_Exercise:_ Find the lines below in which the string "value" occurs. Copy each one.

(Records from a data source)
▼
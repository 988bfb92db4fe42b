use coursebin_logging::{cb_debug, cb_warn};

use crate::state::NoticeLevel;
use crate::{AppState, Coursebin, Effect, JobRecord, JobStatus, Msg, SavedProfile, TaskRequest};

/// Pure update function: applies a message to state and returns any effects.
///
/// Every coursebin edit runs to completion here, so an observer of the
/// returned state never sees half of an operation.
pub fn update(mut state: AppState, msg: Msg) -> (AppState, Vec<Effect>) {
    let effects = match msg {
        Msg::AddCourseRequested { term, course } => {
            let (term, course) = (term.trim(), course.trim());
            if term.is_empty() || course.is_empty() {
                state.push_notice(
                    NoticeLevel::Error,
                    "\"Term\" and \"Course\" must not be empty.",
                );
                return (state, Vec::new());
            }
            if !state.begin_loading(course) {
                cb_debug!("Fetch for {} already in flight; skipping", course);
                return (state, Vec::new());
            }
            if !state.coursebin().contains_course(course) {
                state.coursebin_mut().add_loading(course);
            }
            vec![Effect::FetchCourse {
                term: term.to_string(),
                course: course.to_string(),
            }]
        }
        Msg::RefreshStaleCourses { now, lifetime } => {
            let stale = state.coursebin().stale_courses(now, lifetime);
            stale
                .into_iter()
                .filter(|key| state.begin_loading(&key.course))
                .map(|key| Effect::FetchCourse {
                    term: key.term,
                    course: key.course,
                })
                .collect()
        }
        Msg::CourseFetched { course, result } => {
            state.finish_loading(&course);
            let merged = result.and_then(|data| {
                state
                    .coursebin_mut()
                    .merge_course(&data)
                    .map_err(|err| format!("{course}: {err}"))
            });
            if let Err(message) = merged {
                cb_warn!("Course {} not merged: {}", course, message);
                state.push_notice(NoticeLevel::Error, message);
            }
            Vec::new()
        }
        Msg::DeleteCourse(course) => {
            if state.coursebin_mut().delete_course(&course) > 0 {
                state.mark_dirty();
            }
            Vec::new()
        }
        Msg::ToggleExclude(node_id) => {
            edit_bin(&mut state, |bin| bin.toggle_exclude(node_id.as_str()));
            Vec::new()
        }
        Msg::ToggleExempt(node_id) => {
            edit_bin(&mut state, |bin| bin.toggle_exempt(node_id.as_str()));
            Vec::new()
        }
        Msg::SetExemptRecursive { node_id, value } => {
            edit_bin(&mut state, |bin| {
                bin.recursive_set_exempt(node_id.as_str(), value) > 0
            });
            Vec::new()
        }
        Msg::SetGroup { node_id, group } => {
            edit_bin(&mut state, |bin| bin.set_group(node_id.as_str(), group));
            Vec::new()
        }
        Msg::StartGroupFromOne => {
            edit_bin(&mut state, |bin| {
                bin.start_group_from_one();
                true
            });
            Vec::new()
        }
        Msg::ResetGroups => {
            edit_bin(&mut state, |bin| {
                bin.reset_groups();
                true
            });
            Vec::new()
        }
        Msg::SetIncludeAll(included) => {
            edit_bin(&mut state, |bin| bin.set_include_all(included) > 0);
            Vec::new()
        }
        Msg::PreferenceEdited { key, value } => {
            if let Err(err) = state.preferences_mut().set(&key, &value) {
                state.push_notice(NoticeLevel::Error, format!("{key}: {err}"));
            }
            Vec::new()
        }
        Msg::ReservedSlotAdded(slot) => {
            let key = slot.key.clone();
            if let Err(err) = state.preferences_mut().add_reserved(slot) {
                state.push_notice(NoticeLevel::Error, format!("{key}: {err}"));
            }
            Vec::new()
        }
        Msg::ReservedSlotsRemoved(keys) => {
            let known = state
                .preferences()
                .reserved
                .iter()
                .any(|slot| keys.contains(&slot.key));
            if known {
                state.preferences_mut().remove_reserved(&keys);
            } else {
                state.push_notice(
                    NoticeLevel::Warning,
                    format!("No reserved slot named {}.", keys.join(", ")),
                );
            }
            Vec::new()
        }
        Msg::SubmitClicked { name } => {
            if state.coursebin().course_roots().next().is_none() {
                state.push_notice(NoticeLevel::Warning, "The coursebin is empty.");
                return (state, Vec::new());
            }
            match state.coursebin().to_saved() {
                Ok(coursebin) => {
                    let request = TaskRequest {
                        coursebin,
                        preference: state.preferences().clone(),
                        name: name.filter(|name| !name.trim().is_empty()),
                    };
                    state.start_job();
                    vec![Effect::SubmitJob(request)]
                }
                Err(err) => {
                    state.push_notice(NoticeLevel::Error, err.to_string());
                    Vec::new()
                }
            }
        }
        Msg::TrackJobRequested(job_id) => {
            state.start_job();
            vec![Effect::TrackJob { job_id }]
        }
        Msg::JobUpdated(record) => {
            let changed = state
                .job()
                .is_none_or(|job| job.id != record.id || job.status != record.status);
            if changed {
                if let Some((level, text)) = job_notice(&record) {
                    state.push_notice(level, text);
                }
            }
            state.set_job(record);
            Vec::new()
        }
        Msg::JobPollTimedOut { job_id, attempts } => {
            state.mark_job_timed_out();
            state.push_notice(
                NoticeLevel::Warning,
                format!(
                    "Timeout: job {job_id} is still pending after {attempts} polls. \
                     It may still complete later."
                ),
            );
            Vec::new()
        }
        Msg::JobRequestFailed(message) => {
            state.stop_job_tracking();
            state.push_notice(NoticeLevel::Error, message);
            Vec::new()
        }
        Msg::ProfileLoadRequested { kind, id } => vec![Effect::LoadProfile { kind, id }],
        Msg::ProfileSaveRequested { kind, id } => match state.coursebin().to_saved() {
            Ok(coursebin) => vec![Effect::SaveProfile {
                kind,
                id,
                profile: SavedProfile {
                    coursebin,
                    preference: state.preferences().clone(),
                },
            }],
            Err(err) => {
                state.push_notice(NoticeLevel::Error, err.to_string());
                Vec::new()
            }
        },
        Msg::ProfileLoaded(Ok(profile)) => {
            let loaded = if profile.coursebin.is_null() {
                Ok(Coursebin::new())
            } else {
                Coursebin::load_saved(profile.coursebin)
            };
            match loaded {
                Ok(bin) => state.replace_profile(bin, profile.preference),
                Err(err) => state.push_notice(NoticeLevel::Error, err.to_string()),
            }
            Vec::new()
        }
        Msg::ProfileLoaded(Err(message)) => {
            state.push_notice(NoticeLevel::Error, message);
            Vec::new()
        }
        Msg::ProfileSaved(Ok(id)) => {
            state.push_notice(NoticeLevel::Info, format!("Saved profile {id}."));
            Vec::new()
        }
        Msg::ProfileSaved(Err(message)) => {
            state.push_notice(NoticeLevel::Error, message);
            Vec::new()
        }
        Msg::ViewClosed => {
            state.stop_job_tracking();
            vec![Effect::CancelPending]
        }
    };

    (state, effects)
}

/// Applies a coursebin edit and marks the state dirty if it took effect.
/// Edits naming unknown nodes are silently ignored.
fn edit_bin(state: &mut AppState, edit: impl FnOnce(&mut Coursebin) -> bool) {
    if edit(state.coursebin_mut()) {
        state.mark_dirty();
    } else {
        cb_debug!("Coursebin edit had no effect");
    }
}

fn job_notice(record: &JobRecord) -> Option<(NoticeLevel, String)> {
    let message = record.message.clone().unwrap_or_default();
    match record.status {
        JobStatus::Pending | JobStatus::Processing => None,
        JobStatus::Done => Some((
            NoticeLevel::Info,
            format!(
                "{}: {} valid schedules found.",
                record.display_name(),
                record.count.unwrap_or(record.schedules.len() as u64)
            ),
        )),
        JobStatus::Warning => Some((NoticeLevel::Warning, message)),
        JobStatus::Failed => Some((NoticeLevel::Error, message)),
        JobStatus::Exception => Some((
            NoticeLevel::Error,
            format!(
                "Sorry, we encountered an issue generating schedules for you, \
                 send us a message with this error code: {message}."
            ),
        )),
    }
}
▲
_Answer section:_
        Msg::SetExemptRecursive { node_id, value } => {
                bin.recursive_set_exempt(node_id.as_str(), value) > 0
        Msg::PreferenceEdited { key, value } => {
            if let Err(err) = state.preferences_mut().set(&key, &value) {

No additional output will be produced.